──────── Material provided

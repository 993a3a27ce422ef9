use super::*;

/// Tests finding a server by its IP address.
///
/// Expected: Ok with the matching server
#[tokio::test]
async fn finds_by_ip() -> Result<(), DbErr> {
    let test = TestBuilder::new().with_monitor_tables().build().await.unwrap();
    let db = test.db.as_ref().unwrap();

    MonitoredServerFactory::new(db)
        .guild_id("111")
        .ip("mc.example.com:25565")
        .build()
        .await?;

    let repo = MonitoredServerRepository::new(db);
    let server = repo.find_by_ip_or_nickname(111, "mc.example.com:25565").await?;

    assert!(server.is_some());
    assert_eq!(server.unwrap().ip, "mc.example.com:25565");

    Ok(())
}

/// Tests finding a server by its nickname.
///
/// Expected: Ok with the matching server
#[tokio::test]
async fn finds_by_nickname() -> Result<(), DbErr> {
    let test = TestBuilder::new().with_monitor_tables().build().await.unwrap();
    let db = test.db.as_ref().unwrap();

    MonitoredServerFactory::new(db)
        .guild_id("111")
        .ip("10.0.0.1:25565")
        .nickname(Some("survival".to_string()))
        .build()
        .await?;

    let repo = MonitoredServerRepository::new(db);
    let server = repo.find_by_ip_or_nickname(111, "survival").await?;

    assert!(server.is_some());
    assert_eq!(server.unwrap().ip, "10.0.0.1:25565");

    Ok(())
}

/// Tests that lookup is scoped to the requesting guild.
///
/// A server registered in another guild must not be found, even when the
/// query matches its IP exactly.
///
/// Expected: Ok(None)
#[tokio::test]
async fn does_not_match_other_guilds() -> Result<(), DbErr> {
    let test = TestBuilder::new().with_monitor_tables().build().await.unwrap();
    let db = test.db.as_ref().unwrap();

    MonitoredServerFactory::new(db)
        .guild_id("222")
        .ip("10.0.0.1:25565")
        .build()
        .await?;

    let repo = MonitoredServerRepository::new(db);
    let server = repo.find_by_ip_or_nickname(111, "10.0.0.1:25565").await?;

    assert!(server.is_none());

    Ok(())
}

/// Tests lookup with a query matching nothing.
///
/// Expected: Ok(None)
#[tokio::test]
async fn returns_none_for_unknown_query() -> Result<(), DbErr> {
    let test = TestBuilder::new().with_monitor_tables().build().await.unwrap();
    let db = test.db.as_ref().unwrap();

    MonitoredServerFactory::new(db).guild_id("111").build().await?;

    let repo = MonitoredServerRepository::new(db);
    let server = repo.find_by_ip_or_nickname(111, "no-such-server").await?;

    assert!(server.is_none());

    Ok(())
}
//! Teardown outcome and batch report models.
//!
//! A teardown attempt classifies each server into exactly one outcome; the batch
//! orchestrator aggregates per-server outcomes into a consolidated report. Neither
//! type triggers retries; partial failures are surfaced, not repaired.

use serenity::all::Permissions;

use crate::model::server::ChannelKind;

/// Permissions the bot is missing on one of a server's channels.
#[derive(Debug, Clone, PartialEq, Eq)]
pub struct ChannelPermissionGap {
    /// Which of the three managed channels is affected.
    pub kind: ChannelKind,
    /// The capability set required for deletion that the bot does not hold.
    pub missing: Permissions,
}

impl ChannelPermissionGap {
    /// Renders the missing capability names for user-facing reports.
    pub fn missing_names(&self) -> String {
        self.missing
            .iter_names()
            .map(|(name, _)| name)
            .collect::<Vec<_>>()
            .join(", ")
    }
}

/// Result of a single server's teardown attempt.
///
/// Exactly one outcome per server per attempt. The ordering guarantees of the
/// teardown pipeline mean `ChannelsNotDeleted` implies the record is already
/// gone, while `PermissionBlocked` and `RecordDeletionFailed` imply no mutation
/// of channels occurred.
#[derive(Debug, Clone, PartialEq, Eq)]
pub enum TeardownOutcome {
    /// Record deregistered and all three channels deleted.
    Removed,
    /// One or more channels are missing required permissions; nothing was mutated.
    PermissionBlocked(Vec<ChannelPermissionGap>),
    /// The persistence record could not be deleted; channels were not touched.
    RecordDeletionFailed,
    /// The record is gone but the listed channels could not be deleted.
    ChannelsNotDeleted(Vec<ChannelKind>),
}

/// Server listed in a batch report as blocked by missing permissions.
#[derive(Debug, Clone, PartialEq, Eq)]
pub struct PermissionBlockedServer {
    /// Display name (nickname or IP).
    pub name: String,
    /// Per-channel missing permission detail.
    pub gaps: Vec<ChannelPermissionGap>,
}

/// Server listed in a batch report as deregistered with channels left behind.
#[derive(Debug, Clone, PartialEq, Eq)]
pub struct ChannelsRemainServer {
    /// Display name (nickname or IP).
    pub name: String,
    /// Channels that survived the deletion attempt.
    pub remaining: Vec<ChannelKind>,
}

/// Consolidated outcome of a guild-wide teardown.
///
/// Every input server lands in exactly one bucket.
#[derive(Debug, Clone, Default, PartialEq, Eq)]
pub struct BatchReport {
    /// Servers whose record and channels were all removed.
    pub unmonitored: Vec<String>,
    /// Servers left fully intact because a permission pre-check failed.
    pub permission_blocked: Vec<PermissionBlockedServer>,
    /// Servers whose record was removed but whose channels (partially) remain.
    pub channels_remain: Vec<ChannelsRemainServer>,
}

impl BatchReport {
    /// True when every server was removed cleanly.
    pub fn is_clean(&self) -> bool {
        self.permission_blocked.is_empty() && self.channels_remain.is_empty()
    }
}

────────────────

Work item -> Return all lines from the material that contain "ChannelPermissionGap".

Response ->
pub struct ChannelPermissionGap {
impl ChannelPermissionGap {
    PermissionBlocked(Vec<ChannelPermissionGap>),
    pub gaps: Vec<ChannelPermissionGap>,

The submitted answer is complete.